There’s an enormous amount of debate, especially here in America, about which dress designer will make Kate Middleton’s wedding dress, with some frankly bizarre names being thrown into the ring. That’s partly because of the ludicrous betting lists published by bookmakers Paddy Power and William Hill, which seem to have been composed by throwing a dart at a list of fashion designers.
Whilst I normally avoid celebrity on LLG like the plague, as a fashion editor of course I have an opinion on which designer I think will make her dress. Having read an astonishing amount of drivel on the subject — everyone seems to be considering potential designers in a vacuum, rather than with their ability to design the very specific requirements of the dress, whilst still making it look wonderful, — here’s my exegesis, hopefully drivel-free.

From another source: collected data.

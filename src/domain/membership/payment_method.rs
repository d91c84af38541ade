//! Stored payment method details.

use serde::{Deserialize, Serialize};

use crate::domain::foundation::ValidationError;

/// Card details attached to a membership.
///
/// Like the plan, the payment method is an all-or-nothing group. Only
/// display-safe data is held here; the full card number never enters the
/// domain. `external_reference_id` carries the payment gateway's handle
/// when the card was registered through one.
#[derive(Debug, Clone, PartialEq, Eq, Serialize, Deserialize)]
pub struct PaymentMethod {
    /// Card brand token ("visa", "mastercard", ...). Gateway-supplied
    /// brands outside the local classifier's vocabulary pass through
    /// verbatim.
    pub brand: String,

    /// Last four digits of the card number.
    pub last4: String,

    /// Expiration month (1-12 by convention; not range-checked, the
    /// gateway is authoritative).
    pub exp_month: u8,

    /// Four-digit expiration year.
    pub exp_year: u16,

    /// Name printed on the card.
    pub holder_name: String,

    /// Gateway payment-method handle, when registered through a gateway.
    pub external_reference_id: Option<String>,
}

impl PaymentMethod {
    /// Creates a validated payment method.
    ///
    /// # Errors
    ///
    /// Returns `ValidationError` if `last4` is not exactly four ASCII
    /// digits or `brand` is empty.
    pub fn new(
        brand: impl Into<String>,
        last4: impl Into<String>,
        exp_month: u8,
        exp_year: u16,
        holder_name: impl Into<String>,
        external_reference_id: Option<String>,
    ) -> Result<Self, ValidationError> {
        let brand = brand.into();
        let last4 = last4.into();

        if brand.is_empty() {
            return Err(ValidationError::empty_field("brand"));
        }
        if last4.len() != 4 || !last4.chars().all(|c| c.is_ascii_digit()) {
            return Err(ValidationError::invalid_format(
                "last4",
                "must be exactly 4 digits",
            ));
        }

        Ok(Self {
            brand,
            last4,
            exp_month,
            exp_year,
            holder_name: holder_name.into(),
            external_reference_id,
        })
    }
}

#[cfg(test)]
mod tests {
    use super::*;

    #[test]
    fn payment_method_accepts_valid_card_data() {
        let method =
            PaymentMethod::new("visa", "4242", 12, 2027, "Ana Torres", None).unwrap();
        assert_eq!(method.brand, "visa");
        assert_eq!(method.last4, "4242");
        assert_eq!(method.exp_month, 12);
        assert_eq!(method.exp_year, 2027);
        assert_eq!(method.holder_name, "Ana Torres");
        assert!(method.external_reference_id.is_none());
    }

    #[test]
    fn payment_method_keeps_gateway_reference() {
        let method =
            PaymentMethod::new("visa", "4242", 12, 2027, "", Some("pm_123".to_string()))
                .unwrap();
        assert_eq!(method.external_reference_id.as_deref(), Some("pm_123"));
    }

    #[test]
    fn payment_method_rejects_short_last4() {
        assert!(PaymentMethod::new("visa", "42", 12, 2027, "", None).is_err());
    }

    #[test]
    fn payment_method_rejects_non_digit_last4() {
        assert!(PaymentMethod::new("visa", "42ab", 12, 2027, "", None).is_err());
    }

    #[test]
    fn payment_method_rejects_empty_brand() {
        assert!(PaymentMethod::new("", "4242", 12, 2027, "", None).is_err());
    }

    #[test]
    fn payment_method_allows_unrecognized_brand_token() {
        // A gateway may report brands the local classifier never emits.
        let method = PaymentMethod::new("diners", "3056", 6, 2026, "", None).unwrap();
        assert_eq!(method.brand, "diners");
    }
}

Most of the bookies’ names can be discounted. Obviously the designer will be designing in Great Britain and Northern Ireland for a British label. So no Chanel, Armani or Vera Wang, and no John Galliano for Christian Dior. I wonder too whether an emphasis on British-ness will rule out the designer of her engagement dress, Brazilian Daniela Helayel of Issa, and that’s before we consider that relaxed, sexy Issa is hardly a go to label for formal wedding dresses. (Although Issa do occasionally produce bespoke bridal, it’s still in the flowing mode that is not right for a cathedral wedding.)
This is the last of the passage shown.